Tuesday, 03 July, 2001
Phoenix is hot. When my flight arrived at 6:30 this morning the temperature was 85 degrees. Yesterday's high was 116. The highest temperature I heard reported today was 114. Bullhead City (south of Las Vegas on the Colorado River) got to 121. People will say "It's a dry heat," as if that makes it somehow cooler.
I'm familiar with the Heat Index, and will accept that it accurately represents the effects of combined heat and humidity on the human body. But in my experience it doesn't reflect the subjective feeling of heat. For example, according to the Heat Index Calculator, a temperature of 90 degrees at 75 percent humidity (a typical Austin day during the month of May) gives a heat index of 109. This is somehow equivalent to a temperature of 114 degrees at 10 percent humidity? Maybe. 114 certainly feels hotter, and by a lot more than just 24 degrees. Heat differences are not linear. To me, the difference between 90 and 114 is a helluva lot more than the difference between 66 and 90. At 66 degrees I'm comfortable outside without a shirt, and 90 is just starting to get warm. But 114? Cripes! Whose idea was it to build a city in this frying pan?

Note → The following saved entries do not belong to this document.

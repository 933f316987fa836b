//! Data Transfer Objects (DTOs) for the relay.
//!
//! DTOs are organized by protocol:
//! - `websocket`: WebSocket frame DTOs
//! - `http`: HTTP API response DTOs
//! - `conversion`: wire <-> domain conversion

pub mod conversion;
pub mod http;
pub mod websocket;
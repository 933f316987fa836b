pub mod connection;

pub use connection::InMemoryConnectionRegistry;
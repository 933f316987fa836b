//! Domain layer errors.

use thiserror::Error;

/// Value Object の不変条件違反
#[derive(Debug, Clone, PartialEq, Eq, Error)]
pub enum ValueObjectError {
    #[error("wallet address must not be empty")]
    EmptyWalletAddress,

    #[error("session id must not be empty")]
    EmptySessionId,
}

/// ドメインイベントのペイロード検証エラー
#[derive(Debug, Clone, PartialEq, Eq, Error)]
pub enum TradeEventError {
    #[error("payload must be a JSON object")]
    PayloadNotObject,

    #[error("payload is missing recipient field '{0}'")]
    MissingRecipient(&'static str),

    #[error("recipient field '{0}' must be a non-empty string")]
    InvalidRecipient(&'static str),
}

/// ConnectionRegistry のエラー
#[derive(Debug, Clone, PartialEq, Eq, Error)]
pub enum RegistryError {
    #[error("connection '{0}' is not registered")]
    ConnectionNotFound(String),
}

/// MessagePusher のエラー
#[derive(Debug, Clone, PartialEq, Eq, Error)]
pub enum MessagePushError {
    #[error("client '{0}' not found")]
    ClientNotFound(String),

    #[error("failed to push message: {0}")]
    PushFailed(String),

    #[error("failed to encode event: {0}")]
    EncodeFailed(String),
}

Other than the summer heat, I love the Phoenix area. Sparse as it is--especially compared to the lushness of the Texas Hill Country--the desert is a place of beauty. I'd forgotten what it's like to see for miles, and be surrounded by mountains on all sides. Even in the middle of the city you can find patches of desert, which fairly explodes with color in the spring. Wildlife isn't as abundant as in Austin, but its scarcity makes you appreciate it all the more. If Debra and I ever decide to leave the Austin area, we'll give some serious thought to moving back to Phoenix.